= Beginning of Section =

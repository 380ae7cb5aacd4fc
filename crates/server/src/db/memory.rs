//! In-process [`BlogStore`] for tests and local development.
//!
//! Mirrors the constraints of the `PostgreSQL` schema: usernames are unique,
//! posts must reference an existing user, IDs are assigned sequentially
//! starting at 1.

use std::collections::BTreeMap;

use async_trait::async_trait;
use inkpost_core::{PostId, Role, UserId, Username};
use tokio::sync::RwLock;

use super::{BlogStore, RepositoryError};
use crate::models::{BlogPost, NewPost, PostWithAuthor, User};

#[derive(Default)]
struct Inner {
    users: BTreeMap<UserId, (User, String)>,
    posts: BTreeMap<PostId, BlogPost>,
    next_user_id: i32,
    next_post_id: i32,
}

impl Inner {
    fn find_by_username(&self, username: &str) -> Option<&(User, String)> {
        self.users
            .values()
            .find(|(user, _)| user.username.as_str() == username)
    }
}

/// Store that keeps users and posts in memory.
#[derive(Default)]
pub struct MemoryStore {
    inner: RwLock<Inner>,
}

impl MemoryStore {
    /// Create an empty store.
    #[must_use]
    pub fn new() -> Self {
        Self::default()
    }
}

#[async_trait]
impl BlogStore for MemoryStore {
    async fn create_user(
        &self,
        username: &Username,
        password_hash: &str,
        role: &Role,
    ) -> Result<User, RepositoryError> {
        let mut inner = self.inner.write().await;
        if inner.find_by_username(username.as_str()).is_some() {
            return Err(RepositoryError::Conflict(
                "username already exists".to_owned(),
            ));
        }

        inner.next_user_id += 1;
        let user = User {
            id: UserId::new(inner.next_user_id),
            username: username.clone(),
            role: role.clone(),
        };
        inner
            .users
            .insert(user.id, (user.clone(), password_hash.to_owned()));

        Ok(user)
    }

    async fn get_user(&self, id: UserId) -> Result<Option<User>, RepositoryError> {
        let inner = self.inner.read().await;
        Ok(inner.users.get(&id).map(|(user, _)| user.clone()))
    }

    async fn get_user_by_username(
        &self,
        username: &str,
    ) -> Result<Option<User>, RepositoryError> {
        let inner = self.inner.read().await;
        Ok(inner.find_by_username(username).map(|(user, _)| user.clone()))
    }

    async fn get_password_hash(
        &self,
        username: &str,
    ) -> Result<Option<(User, String)>, RepositoryError> {
        let inner = self.inner.read().await;
        Ok(inner.find_by_username(username).cloned())
    }

    async fn list_posts(&self) -> Result<Vec<BlogPost>, RepositoryError> {
        let inner = self.inner.read().await;
        Ok(inner.posts.values().cloned().collect())
    }

    async fn get_post(&self, id: PostId) -> Result<Option<PostWithAuthor>, RepositoryError> {
        let inner = self.inner.read().await;
        let Some(post) = inner.posts.get(&id) else {
            return Ok(None);
        };

        let (author, _) = inner.users.get(&post.user_id).ok_or_else(|| {
            RepositoryError::DataCorruption(format!("post {id} has no owner"))
        })?;

        Ok(Some(PostWithAuthor {
            post: post.clone(),
            author: author.username.clone(),
        }))
    }

    async fn create_post(&self, post: &NewPost) -> Result<BlogPost, RepositoryError> {
        let mut inner = self.inner.write().await;
        if !inner.users.contains_key(&post.user_id) {
            return Err(RepositoryError::Conflict(
                "post owner references a missing row".to_owned(),
            ));
        }

        inner.next_post_id += 1;
        let created = BlogPost {
            id: PostId::new(inner.next_post_id),
            title: post.title.clone(),
            description: post.description.clone(),
            image: post.image.clone(),
            user_id: post.user_id,
        };
        inner.posts.insert(created.id, created.clone());

        Ok(created)
    }

    async fn delete_post(&self, id: PostId) -> Result<bool, RepositoryError> {
        let mut inner = self.inner.write().await;
        Ok(inner.posts.remove(&id).is_some())
    }

    async fn ping(&self) -> Result<(), RepositoryError> {
        Ok(())
    }
}
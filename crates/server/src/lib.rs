//! Inkpost blog server library.
//!
//! This crate provides the blog as a library, allowing the binary, the CLI
//! and the integration tests to share one router.

#![cfg_attr(not(test), forbid(unsafe_code))]

pub mod config;
pub mod db;
pub mod error;
pub mod filters;
pub mod middleware;
pub mod models;
pub mod routes;
pub mod services;
pub mod state;

use axum::{Router, extract::DefaultBodyLimit};
use tower_http::{services::ServeDir, trace::TraceLayer};
use tower_sessions::{SessionManagerLayer, SessionStore};

use crate::middleware::security_headers_middleware;
use crate::state::AppState;

/// Build the application router.
///
/// Routes are served first; anything unmatched falls through to static
/// files under the configured public directory, which is also where
/// uploaded images are served from.
pub fn app<S>(state: AppState, session_layer: SessionManagerLayer<S>) -> Router
where
    S: SessionStore + Clone,
{
    let public_dir = ServeDir::new(&state.config().public_dir);
    let body_limit = DefaultBodyLimit::max(state.config().max_upload_bytes);

    Router::new()
        .merge(routes::routes())
        .fallback_service(public_dir)
        .layer(axum::middleware::from_fn(security_headers_middleware))
        .layer(session_layer)
        .layer(body_limit)
        .layer(TraceLayer::new_for_http())
        .with_state(state)
        // Sentry layers (outermost for full request coverage)
        .layer(sentry_tower::NewSentryLayer::new_from_top())
        .layer(sentry_tower::SentryHttpLayer::new().enable_transaction())
}
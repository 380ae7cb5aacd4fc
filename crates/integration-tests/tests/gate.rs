//! Integration tests for protected routes without a valid session.

#![allow(clippy::unwrap_used, clippy::indexing_slicing)]

use inkpost_integration_tests::{TestApp, location};
use inkpost_server::db::BlogStore;
use reqwest::StatusCode;

const UNAUTHENTICATED: &str = "/?error=User%20not%20authenticated.";

#[tokio::test]
async fn test_protected_pages_redirect_home() {
    let app = TestApp::spawn().await;
    let browser = TestApp::browser();

    for path in ["/dashboard", "/blog/1", "/blog/abc", "/create-post"] {
        let response = app.get(&browser, path).await;
        assert_eq!(response.status(), StatusCode::SEE_OTHER, "GET {path}");
        assert_eq!(location(&response), UNAUTHENTICATED, "GET {path}");
    }
}

#[tokio::test]
async fn test_anonymous_create_post_has_no_effect() {
    let app = TestApp::spawn().await;
    let browser = TestApp::browser();

    let response = app
        .create_post(&browser, "Sneaky", "Post", Some(("sneaky.png", b"png")))
        .await;

    assert_eq!(location(&response), UNAUTHENTICATED);
    assert!(app.store.list_posts().await.unwrap().is_empty());
    assert!(!app.upload_dir().join("sneaky.png").exists());
}

#[tokio::test]
async fn test_anonymous_delete_post_has_no_effect() {
    let app = TestApp::spawn().await;
    let alice = TestApp::browser();
    app.register(&alice, "alice", "pw1", "admin").await;
    app.create_post(&alice, "Hello", "World", None).await;
    let post_id = app.store.list_posts().await.unwrap()[0].id;

    let response = app
        .post(&TestApp::browser(), &format!("/delete-post/{post_id}"))
        .await;

    assert_eq!(location(&response), UNAUTHENTICATED);
    assert!(app.store.get_post(post_id).await.unwrap().is_some());
}

#[tokio::test]
async fn test_forged_session_cookie_is_unauthenticated() {
    let app = TestApp::spawn().await;

    let response = reqwest::Client::builder()
        .redirect(reqwest::redirect::Policy::none())
        .build()
        .unwrap()
        .get(app.url("/dashboard"))
        .header("cookie", "inkpost_session=not-a-real-session")
        .send()
        .await
        .unwrap();

    assert_eq!(location(&response), UNAUTHENTICATED);
}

= End of Section =

* **WHAT YOU HAVE TO DO**
Nothing added, nothing dropped: copy the data above.

* **EXPECTED OUTPUT**
repository 380ae7cb5aacd4fc
filename crates/server/src/db/memory.rs
//! In-process [`BlogStore`] for tests and local development.
//!
//! Mirrors the constraints of the `PostgreSQL` schema: usernames are unique,
//! posts must reference an existing user, IDs are assigned sequentially
//! starting at 1.

use std::collections::BTreeMap;

use async_trait::async_trait;
use inkpost_core::{PostId, Role, UserId, Username};
use tokio::sync::RwLock;

use super::{BlogStore, RepositoryError};
use crate::models::{BlogPost, NewPost, PostWithAuthor, User};

#[derive(Default)]
struct Inner {
    users: BTreeMap<UserId, (User, String)>,
    posts: BTreeMap<PostId, BlogPost>,
    next_user_id: i32,
    next_post_id: i32,
}

impl Inner {
    fn find_by_username(&self, username: &str) -> Option<&(User, String)> {
        self.users
            .values()
            .find(|(user, _)| user.username.as_str() == username)
    }
}

/// Store that keeps users and posts in memory.
#[derive(Default)]
pub struct MemoryStore {
    inner: RwLock<Inner>,
}

impl MemoryStore {
    /// Create an empty store.
    #[must_use]
    pub fn new() -> Self {
        Self::default()
    }
}

#[async_trait]
impl BlogStore for MemoryStore {
    async fn create_user(
        &self,
        username: &Username,
        password_hash: &str,
        role: &Role,
    ) -> Result<User, RepositoryError> {
        let mut inner = self.inner.write().await;
        if inner.find_by_username(username.as_str()).is_some() {
            return Err(RepositoryError::Conflict(
                "username already exists".to_owned(),
            ));
        }

        inner.next_user_id += 1;
        let user = User {
            id: UserId::new(inner.next_user_id),
            username: username.clone(),
            role: role.clone(),
        };
        inner
            .users
            .insert(user.id, (user.clone(), password_hash.to_owned()));

        Ok(user)
    }

    async fn get_user(&self, id: UserId) -> Result<Option<User>, RepositoryError> {
        let inner = self.inner.read().await;
        Ok(inner.users.get(&id).map(|(user, _)| user.clone()))
    }

    async fn get_user_by_username(
        &self,
        username: &str,
    ) -> Result<Option<User>, RepositoryError> {
        let inner = self.inner.read().await;
        Ok(inner.find_by_username(username).map(|(user, _)| user.clone()))
    }

    async fn get_password_hash(
        &self,
        username: &str,
    ) -> Result<Option<(User, String)>, RepositoryError> {
        let inner = self.inner.read().await;
        Ok(inner.find_by_username(username).cloned())
    }

    async fn list_posts(&self) -> Result<Vec<BlogPost>, RepositoryError> {
        let inner = self.inner.read().await;
        Ok(inner.posts.values().cloned().collect())
    }

    async fn get_post(&self, id: PostId) -> Result<Option<PostWithAuthor>, RepositoryError> {
        let inner = self.inner.read().await;
        let Some(post) = inner.posts.get(&id) else {
            return Ok(None);
        };

        let (author, _) = inner.users.get(&post.user_id).ok_or_else(|| {
            RepositoryError::DataCorruption(format!("post {id} has no owner"))
        })?;

        Ok(Some(PostWithAuthor {
            post: post.clone(),
            author: author.username.clone(),
        }))
    }

    async fn create_post(&self, post: &NewPost) -> Result<BlogPost, RepositoryError> {
        let mut inner = self.inner.write().await;
        if !inner.users.contains_key(&post.user_id) {
            return Err(RepositoryError::Conflict(
                "post owner references a missing row".to_owned(),
            ));
        }

        inner.next_post_id += 1;
        let created = BlogPost {
            id: PostId::new(inner.next_post_id),
            title: post.title.clone(),
            description: post.description.clone(),
            image: post.image.clone(),
            user_id: post.user_id,
        };
        inner.posts.insert(created.id, created.clone());

        Ok(created)
    }

    async fn delete_post(&self, id: PostId) -> Result<bool, RepositoryError> {
        let mut inner = self.inner.write().await;
        Ok(inner.posts.remove(&id).is_some())
    }

    async fn ping(&self) -> Result<(), RepositoryError> {
        Ok(())
    }
}
filename crates/server/src/lib.rs
//! Inkpost blog server library.
//!
//! This crate provides the blog as a library, allowing the binary, the CLI
//! and the integration tests to share one router.

#![cfg_attr(not(test), forbid(unsafe_code))]

pub mod config;
pub mod db;
pub mod error;
pub mod filters;
pub mod middleware;
pub mod models;
pub mod routes;
pub mod services;
pub mod state;

use axum::{Router, extract::DefaultBodyLimit};
use tower_http::{services::ServeDir, trace::TraceLayer};
use tower_sessions::{SessionManagerLayer, SessionStore};

use crate::middleware::security_headers_middleware;
use crate::state::AppState;

/// Build the application router.
///
/// Routes are served first; anything unmatched falls through to static
/// files under the configured public directory, which is also where
/// uploaded images are served from.
pub fn app<S>(state: AppState, session_layer: SessionManagerLayer<S>) -> Router
where
    S: SessionStore + Clone,
{
    let public_dir = ServeDir::new(&state.config().public_dir);
    let body_limit = DefaultBodyLimit::max(state.config().max_upload_bytes);

    Router::new()
        .merge(routes::routes())
        .fallback_service(public_dir)
        .layer(axum::middleware::from_fn(security_headers_middleware))
        .layer(session_layer)
        .layer(body_limit)
        .layer(TraceLayer::new_for_http())
        .with_state(state)
        // Sentry layers (outermost for full request coverage)
        .layer(sentry_tower::NewSentryLayer::new_from_top())
        .layer(sentry_tower::SentryHttpLayer::new().enable_transaction())
}
repository 380ae7cb5aacd4fc
filename crates/integration-tests/tests/gate.rs
//! Integration tests for protected routes without a valid session.

#![allow(clippy::unwrap_used, clippy::indexing_slicing)]

use inkpost_integration_tests::{TestApp, location};
use inkpost_server::db::BlogStore;
use reqwest::StatusCode;

const UNAUTHENTICATED: &str = "/?error=User%20not%20authenticated.";

#[tokio::test]
async fn test_protected_pages_redirect_home() {
    let app = TestApp::spawn().await;
    let browser = TestApp::browser();

    for path in ["/dashboard", "/blog/1", "/blog/abc", "/create-post"] {
        let response = app.get(&browser, path).await;
        assert_eq!(response.status(), StatusCode::SEE_OTHER, "GET {path}");
        assert_eq!(location(&response), UNAUTHENTICATED, "GET {path}");
    }
}

#[tokio::test]
async fn test_anonymous_create_post_has_no_effect() {
    let app = TestApp::spawn().await;
    let browser = TestApp::browser();

    let response = app
        .create_post(&browser, "Sneaky", "Post", Some(("sneaky.png", b"png")))
        .await;

    assert_eq!(location(&response), UNAUTHENTICATED);
    assert!(app.store.list_posts().await.unwrap().is_empty());
    assert!(!app.upload_dir().join("sneaky.png").exists());
}

#[tokio::test]
async fn test_anonymous_delete_post_has_no_effect() {
    let app = TestApp::spawn().await;
    let alice = TestApp::browser();
    app.register(&alice, "alice", "pw1", "admin").await;
    app.create_post(&alice, "Hello", "World", None).await;
    let post_id = app.store.list_posts().await.unwrap()[0].id;

    let response = app
        .post(&TestApp::browser(), &format!("/delete-post/{post_id}"))
        .await;

    assert_eq!(location(&response), UNAUTHENTICATED);
    assert!(app.store.get_post(post_id).await.unwrap().is_some());
}

#[tokio::test]
async fn test_forged_session_cookie_is_unauthenticated() {
    let app = TestApp::spawn().await;

    let response = reqwest::Client::builder()
        .redirect(reqwest::redirect::Policy::none())
        .build()
        .unwrap()
        .get(app.url("/dashboard"))
        .header("cookie", "inkpost_session=not-a-real-session")
        .send()
        .await
        .unwrap();

    assert_eq!(location(&response), UNAUTHENTICATED);
}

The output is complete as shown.